When The Girlfriend Experience isn't too dark to see what's happening, Soderbergh lights it in industrial blue and the orange glow of light bulbs. He chops his storytelling up, cutting backward and forward in time, somewhat needlessly but not too intrusively. It's the sort of arty film you make when you don't need the money because you're wealthy from directing Danny Ocean movies.
The dialogue feels improvised, so I'm guessing that Soderbergh used the script, by David Levien and Brian Koppelman, as a template, then told his actors to loosen it up. For the professionals in the cast, that's fine. But Grey is a terrible actress, and I know you think I'm saying that because she's a porn star, but really, she's awful -- flat, nasal, mumbly. When someone tells Chelsea to read the comments on her competitors' Web site, she says, "I don't really like checking out reviews." Huh? Not the brightest bulb in the film, that's for sure, so in a way, the casting works.
The Girlfriend Experience takes place in the weeks before Obama's election, and the characters occasionally talk politics. Chelsea has one client, an Orthodox Jew and fast comer, who supports McCain. (I guess we know who Soderbergh voted for.) The conflict comes when Chelsea wants to go away with a client for two days, and Chris objects. So much for hip modern romance.

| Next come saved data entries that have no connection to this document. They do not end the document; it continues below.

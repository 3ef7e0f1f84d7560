//! Timestamp formatting. The wire representation is always an ISO-8601
//! string with millisecond precision and a trailing `Z` — numeric
//! seconds-since-epoch is never accepted.

use chrono::Utc;

pub struct TimeUtils;

impl TimeUtils {
    /// Current time formatted as `YYYY-MM-DDTHH:MM:SS.sssZ`.
    pub fn now_iso8601() -> String {
        Utc::now().format("%Y-%m-%dT%H:%M:%S%.3fZ").to_string()
    }
}
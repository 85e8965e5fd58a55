//! Trip deletion endpoint.

use std::sync::{Arc, Mutex};

use axum::{
    extract::{FromRef, Path, State},
    response::{IntoResponse, Redirect, Response},
};
use rusqlite::Connection;

use crate::{
    AppState, Error, endpoints,
    trip::{TripId, delete_trip},
    version::AppVersion,
};

/// The state needed for deleting a trip.
#[derive(Debug, Clone)]
pub struct DeleteTripEndpointState {
    /// The database connection.
    pub db_connection: Arc<Mutex<Connection>>,
}

impl FromRef<AppState> for DeleteTripEndpointState {
    fn from_ref(state: &AppState) -> Self {
        Self {
            db_connection: state.db_connection.clone(),
        }
    }
}

/// Handle the delete-trip form submission.
///
/// The trip's items go with it via the foreign key cascade. Redirects back to
/// the trips listing.
pub async fn delete_trip_endpoint(
    Path((version, trip_id)): Path<(String, TripId)>,
    State(state): State<DeleteTripEndpointState>,
) -> Result<Response, Error> {
    let version = AppVersion::from_path_segment(&version)?;

    let connection = state
        .db_connection
        .lock()
        .inspect_err(|error| tracing::error!("could not acquire database lock: {error}"))
        .map_err(|_| Error::DatabaseLockError)?;

    delete_trip(trip_id, &connection).inspect_err(|error| {
        tracing::error!("An unexpected error occurred while deleting a trip: {error}")
    })?;

    Ok(Redirect::to(&endpoints::trips_view(version)).into_response())
}
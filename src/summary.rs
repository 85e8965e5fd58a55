//! Pure aggregation of a trip's items into per-day summaries.

use crate::{item::DayItem, trip::TripDays};

/// One day of a trip: its items, in the order they were fetched, and their
/// combined expense total.
#[derive(Clone, Debug, PartialEq)]
pub struct DaySummary {
    /// The day number, from 1 to the trip's day count.
    pub day_number: i64,
    /// The day's items; empty for days with nothing planned yet.
    pub items: Vec<DayItem>,
    /// The sum of the day's expense amounts.
    pub total: f64,
}

/// Group `items` into one [DaySummary] per day from 1 to `days` inclusive.
///
/// Days with no items get an empty summary with a zero total. The relative
/// order of a day's items is preserved. Items whose day number falls outside
/// `1..=days` (possible when a trip was edited down to fewer days) are left
/// out of the day views; the trip-wide total is aggregated separately in SQL
/// and still includes them.
pub fn build_day_summaries(days: TripDays, items: Vec<DayItem>) -> Vec<DaySummary> {
    let mut summaries: Vec<DaySummary> = (1..=days.as_i64())
        .map(|day_number| DaySummary {
            day_number,
            items: Vec::new(),
            total: 0.0,
        })
        .collect();

    for item in items {
        let day_number = item.day_number.as_i64();

        if day_number < 1 || day_number > days.as_i64() {
            continue;
        }

        let summary = &mut summaries[(day_number - 1) as usize];
        summary.total += item.expense_amount;
        summary.items.push(item);
    }

    summaries
}
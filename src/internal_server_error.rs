//! The 500 internal server error page.

use axum::{
    http::StatusCode,
    response::{IntoResponse, Response},
};
use maud::html;

use crate::html::{PAGE_CONTAINER_STYLE, base};

/// Build the 500 page response.
///
/// The underlying error is logged by the caller; nothing about it is shown to
/// the client.
pub fn render_internal_server_error() -> Response {
    let content = html! {
        main class=(PAGE_CONTAINER_STYLE)
        {
            h1 class="text-xl font-bold" { "Sorry, something went wrong." }

            p class="mt-2" { "Try again later or check the server logs." }
        }
    };

    (
        StatusCode::INTERNAL_SERVER_ERROR,
        base("Server Error", &content),
    )
        .into_response()
}
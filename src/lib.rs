//! Daytrip is a web app for planning trips day by day and keeping an eye on
//! what each day costs.
//!
//! This library serves HTML pages directly from its route handlers. A trip is
//! a named plan with a fixed number of days; itinerary items are attached to
//! one day of a trip and optionally carry a map link and an expense.

#![warn(missing_docs)]

use std::{net::SocketAddr, time::Duration};

use axum::{
    http::StatusCode,
    response::{IntoResponse, Response},
};
use axum_server::Handle;
use tokio::signal;

mod app_state;
mod db;
mod endpoints;
mod html;
mod internal_server_error;
mod invalid_input;
mod item;
mod landing;
mod not_found;
mod routing;
mod summary;
#[cfg(test)]
mod test_utils;
mod trip;
mod version;

pub use app_state::AppState;
pub use db::initialize as initialize_db;
pub use routing::build_router;

use crate::{
    internal_server_error::render_internal_server_error, invalid_input::render_invalid_input,
    not_found::get_404_not_found_response,
};

/// An async task that waits for either the ctrl+c or terminate signal,
/// whichever comes first, and then signals the server to shut down gracefully.
///
/// `handle` is a handle to an Axum `Server`.
pub async fn graceful_shutdown(handle: Handle<SocketAddr>) {
    let ctrl_c = async {
        signal::ctrl_c()
            .await
            .expect("failed to install Ctrl+C handler");
    };

    #[cfg(unix)]
    let terminate = async {
        signal::unix::signal(signal::unix::SignalKind::terminate())
            .expect("failed to install signal handler")
            .recv()
            .await;
    };

    #[cfg(not(unix))]
    let terminate = std::future::pending::<()>();

    tokio::select! {
        _ = ctrl_c => {
            tracing::debug!("Received ctrl+c signal.");
            handle.graceful_shutdown(Some(Duration::from_secs(1)));
        },
        _ = terminate => {
            tracing::debug!("Received terminate signal.");
            handle.graceful_shutdown(Some(Duration::from_secs(1)));
        },
    }
}

/// The errors that may occur in the application.
#[derive(Debug, thiserror::Error, PartialEq)]
pub enum Error {
    /// An empty string was used to create or rename a trip.
    #[error("Trip name cannot be empty")]
    EmptyTripName,

    /// A trip was given a day count below one.
    #[error("A trip must have at least one day")]
    InvalidDayCount,

    /// An empty string was used as an itinerary item title.
    #[error("Item title cannot be empty")]
    EmptyItemTitle,

    /// An itinerary item was assigned to a day outside its trip's range.
    #[error("Day {day_number} is outside the trip's 1 to {days} day range")]
    DayOutOfRange {
        /// The day number the client asked for.
        day_number: i64,
        /// The owning trip's day count.
        days: i64,
    },

    /// The requested resource was not found.
    ///
    /// For HTTP request handlers, the client should check that the parameters
    /// (e.g., ID) are correct and that the resource has been created.
    ///
    /// Internally, this error may occur when a query returns no rows.
    #[error("the requested resource could not be found")]
    NotFound,

    /// The version path segment did not name one of the recognized page
    /// versions.
    #[error("unrecognized version selector \"{0}\"")]
    UnknownVersion(String),

    /// Tried to update a trip that does not exist.
    #[error("tried to update a trip that is not in the database")]
    UpdateMissingTrip,

    /// Tried to delete a trip that does not exist.
    #[error("tried to delete a trip that is not in the database")]
    DeleteMissingTrip,

    /// Tried to delete an itinerary item that does not exist.
    #[error("tried to delete an itinerary item that is not in the database")]
    DeleteMissingItem,

    /// Could not acquire the database lock.
    #[error("could not acquire the database lock")]
    DatabaseLockError,

    /// An unhandled/unexpected SQL error.
    #[error("an unexpected SQL error occurred: {0}")]
    SqlError(rusqlite::Error),
}

impl From<rusqlite::Error> for Error {
    fn from(value: rusqlite::Error) -> Self {
        match value {
            rusqlite::Error::QueryReturnedNoRows => Error::NotFound,
            error => {
                tracing::error!("an unhandled SQL error occurred: {}", error);
                Error::SqlError(error)
            }
        }
    }
}

impl IntoResponse for Error {
    fn into_response(self) -> Response {
        match self {
            Error::NotFound
            | Error::UnknownVersion(_)
            | Error::UpdateMissingTrip
            | Error::DeleteMissingTrip
            | Error::DeleteMissingItem => get_404_not_found_response(),
            Error::EmptyTripName
            | Error::InvalidDayCount
            | Error::EmptyItemTitle
            | Error::DayOutOfRange { .. } => {
                let message = self.to_string();
                render_invalid_input(StatusCode::BAD_REQUEST, &message)
            }
            // Any errors that are not handled above are not intended to be shown to the client.
            error => {
                tracing::error!("An unexpected error occurred: {}", error);
                render_internal_server_error()
            }
        }
    }
}
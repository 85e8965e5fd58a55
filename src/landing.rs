//! The landing page, which links to each page version.

use axum::response::{IntoResponse, Response};
use maud::html;

use crate::{
    endpoints,
    html::{LINK_STYLE, PAGE_CONTAINER_STYLE, base},
    version::AppVersion,
};

/// Render the landing page.
pub async fn get_landing_page() -> Response {
    let content = html! {
        main class=(PAGE_CONTAINER_STYLE)
        {
            h1 class="text-2xl font-bold" { "Daytrip" }

            p class="mt-2"
            {
                "Plan trips day by day and keep track of what each day costs. \
                Pick a look to get started; the pages only differ visually."
            }

            ul class="mt-4 space-y-2"
            {
                @for version in AppVersion::ALL {
                    li
                    {
                        a href=(endpoints::trips_view(version)) class=(LINK_STYLE)
                        {
                            (version.display_name())
                        }

                        span class="text-sm text-gray-500 dark:text-gray-400"
                        {
                            " (" (version.as_path_segment()) ")"
                        }
                    }
                }
            }
        }
    };

    base("Welcome", &content).into_response()
}
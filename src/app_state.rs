//! Implements a struct that holds the state of the server.

use std::sync::{Arc, Mutex};

use rusqlite::Connection;

use crate::{Error, db::initialize};

/// The state of the server.
#[derive(Debug, Clone)]
pub struct AppState {
    /// The database connection.
    pub db_connection: Arc<Mutex<Connection>>,
}

impl AppState {
    /// Create a new [AppState] with a SQLite database connection.
    ///
    /// This function will initialize the database by adding the tables for
    /// the domain models and enabling foreign key enforcement.
    ///
    /// # Errors
    /// Returns an error if the database cannot be initialized.
    pub fn new(db_connection: Connection) -> Result<Self, Error> {
        initialize(&db_connection)?;

        Ok(Self {
            db_connection: Arc::new(Mutex::new(db_connection)),
        })
    }
}
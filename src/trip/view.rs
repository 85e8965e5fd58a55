//! Trip detail page: day-by-day summaries, expense totals and the forms for
//! editing the trip and adding items.

use std::sync::{Arc, Mutex};

use axum::{
    extract::{FromRef, Path, State},
    response::{IntoResponse, Response},
};
use maud::{Markup, html};
use rusqlite::Connection;

use crate::{
    AppState, Error, endpoints,
    html::{
        BUTTON_DELETE_STYLE, BUTTON_PRIMARY_STYLE, FORM_LABEL_STYLE, FORM_TEXT_INPUT_STYLE,
        LINK_STYLE, PAGE_CONTAINER_STYLE, base, format_amount, page_header,
    },
    item::{DayItem, get_items_for_trip, get_trip_expense_total},
    summary::{DaySummary, build_day_summaries},
    trip::{Trip, TripId, get_trip},
    version::AppVersion,
};

/// The state needed for the trip detail page.
#[derive(Debug, Clone)]
pub struct TripDetailPageState {
    /// The database connection.
    pub db_connection: Arc<Mutex<Connection>>,
}

impl FromRef<AppState> for TripDetailPageState {
    fn from_ref(state: &AppState) -> Self {
        Self {
            db_connection: state.db_connection.clone(),
        }
    }
}

/// Render the detail page for one trip.
pub async fn get_trip_detail_page(
    Path((version, trip_id)): Path<(String, TripId)>,
    State(state): State<TripDetailPageState>,
) -> Result<Response, Error> {
    let version = AppVersion::from_path_segment(&version)?;

    let connection = state
        .db_connection
        .lock()
        .inspect_err(|error| tracing::error!("could not acquire database lock: {error}"))
        .map_err(|_| Error::DatabaseLockError)?;

    let trip = get_trip(trip_id, &connection)?;

    let items = get_items_for_trip(trip_id, &connection)
        .inspect_err(|error| tracing::error!("Failed to retrieve items: {error}"))?;

    let trip_total = get_trip_expense_total(trip_id, &connection)
        .inspect_err(|error| tracing::error!("Failed to total expenses: {error}"))?;

    let summaries = build_day_summaries(trip.days, items);

    Ok(trip_detail_view(version, &trip, &summaries, trip_total).into_response())
}

fn trip_detail_view(
    version: AppVersion,
    trip: &Trip,
    summaries: &[DaySummary],
    trip_total: f64,
) -> Markup {
    let content = html! {
        (page_header(version))

        main class=(PAGE_CONTAINER_STYLE)
        {
            header
            {
                h1 class=(version.heading_style()) { (trip.name) }

                p class="text-sm text-gray-500 dark:text-gray-400"
                {
                    (trip.days) " day trip, created " (trip.created_at.date())
                }
            }

            details class="mt-4"
            {
                summary class=(LINK_STYLE) { "Edit trip" }
                (edit_trip_form_view(version, trip))
            }

            (delete_trip_form_view(version, trip))

            section class="mt-6 space-y-4"
            {
                @for summary in summaries {
                    (day_view(version, trip.id, summary))
                }
            }

            p id="trip-total" class="mt-6 font-bold"
            {
                "Trip total: " (format_amount(trip_total))
            }

            details class="mt-4"
            {
                summary class=(LINK_STYLE) { "Add an item" }
                (new_item_form_view(version, trip))
            }
        }
    };

    base(trip.name.as_ref(), &content)
}

fn day_view(version: AppVersion, trip_id: TripId, summary: &DaySummary) -> Markup {
    html! {
        section class=(version.card_style()) data-day=(summary.day_number)
        {
            h2 class="font-semibold" { "Day " (summary.day_number) }

            ul class="mt-2 space-y-2"
            {
                @for item in &summary.items {
                    (item_view(version, trip_id, item))
                }

                @if summary.items.is_empty() {
                    li class="text-sm text-gray-500 dark:text-gray-400"
                    {
                        "Nothing planned yet."
                    }
                }
            }

            p class="mt-2 text-sm font-medium day-total"
            {
                "Day total: " (format_amount(summary.total))
            }
        }
    }
}

fn item_view(version: AppVersion, trip_id: TripId, item: &DayItem) -> Markup {
    html! {
        li class="flex items-baseline gap-2" data-item-id=(item.id)
        {
            span { (item.title) }

            @if let Some(map_link) = &item.map_link {
                a href=(map_link) class=(LINK_STYLE) { "map" }
            }

            @if item.expense_name.is_some() || item.expense_amount != 0.0 {
                span class="text-sm text-gray-500 dark:text-gray-400"
                {
                    @if let Some(expense_name) = &item.expense_name {
                        (expense_name) ": "
                    }
                    (format_amount(item.expense_amount))
                }
            }

            form
                method="post"
                action=(endpoints::delete_item(version, trip_id, item.id))
                class="ml-auto"
            {
                button type="submit" class=(BUTTON_DELETE_STYLE) { "Delete" }
            }
        }
    }
}

fn edit_trip_form_view(version: AppVersion, trip: &Trip) -> Markup {
    html! {
        form
            method="post"
            action=(endpoints::edit_trip(version, trip.id))
            class="mt-2 space-y-4"
        {
            div
            {
                label for="name" class=(FORM_LABEL_STYLE) { "Trip Name" }

                input
                    id="name"
                    type="text"
                    name="name"
                    value=(trip.name)
                    required
                    class=(FORM_TEXT_INPUT_STYLE);
            }

            div
            {
                label for="days" class=(FORM_LABEL_STYLE) { "Days" }

                input
                    id="days"
                    type="number"
                    name="days"
                    min="1"
                    value=(trip.days)
                    required
                    class=(FORM_TEXT_INPUT_STYLE);
            }

            button type="submit" class=(BUTTON_PRIMARY_STYLE) { "Update Trip" }
        }
    }
}

fn delete_trip_form_view(version: AppVersion, trip: &Trip) -> Markup {
    html! {
        form
            method="post"
            action=(endpoints::delete_trip(version, trip.id))
            class="mt-2"
        {
            button type="submit" class=(BUTTON_DELETE_STYLE) { "Delete Trip" }
        }
    }
}

fn new_item_form_view(version: AppVersion, trip: &Trip) -> Markup {
    html! {
        form
            method="post"
            action=(endpoints::create_item(version, trip.id))
            class="mt-2 space-y-4"
        {
            div
            {
                label for="day_number" class=(FORM_LABEL_STYLE) { "Day" }

                input
                    id="day_number"
                    type="number"
                    name="day_number"
                    min="1"
                    max=(trip.days)
                    value="1"
                    required
                    class=(FORM_TEXT_INPUT_STYLE);
            }

            div
            {
                label for="title" class=(FORM_LABEL_STYLE) { "Title" }

                input
                    id="title"
                    type="text"
                    name="title"
                    placeholder="e.g. Museum visit"
                    required
                    class=(FORM_TEXT_INPUT_STYLE);
            }

            div
            {
                label for="map_link" class=(FORM_LABEL_STYLE) { "Map Link (optional)" }

                input
                    id="map_link"
                    type="text"
                    name="map_link"
                    placeholder="https://..."
                    class=(FORM_TEXT_INPUT_STYLE);
            }

            div
            {
                label for="expense_name" class=(FORM_LABEL_STYLE) { "Expense Name (optional)" }

                input
                    id="expense_name"
                    type="text"
                    name="expense_name"
                    placeholder="e.g. Tickets"
                    class=(FORM_TEXT_INPUT_STYLE);
            }

            div
            {
                label for="expense_amount" class=(FORM_LABEL_STYLE) { "Expense Amount" }

                input
                    id="expense_amount"
                    type="number"
                    name="expense_amount"
                    min="0"
                    step="0.01"
                    value="0"
                    class=(FORM_TEXT_INPUT_STYLE);
            }

            button type="submit" class=(BUTTON_PRIMARY_STYLE) { "Add Item" }
        }
    }
}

Soderbergh seems to be saying that intimacy has become a commodity, and that relationships are all a crock. That's a cliché in stories about call girls. Why not freshen it up and explore an established marriage where everything is negotiated? "If they wanted you to be yourself," Chelsea says, in a "duh" moment, lamenting the personae she has to adopt to do her job, "they wouldn't be paying you." True enough. But if she wanted to be herself, she wouldn't have a pay scale.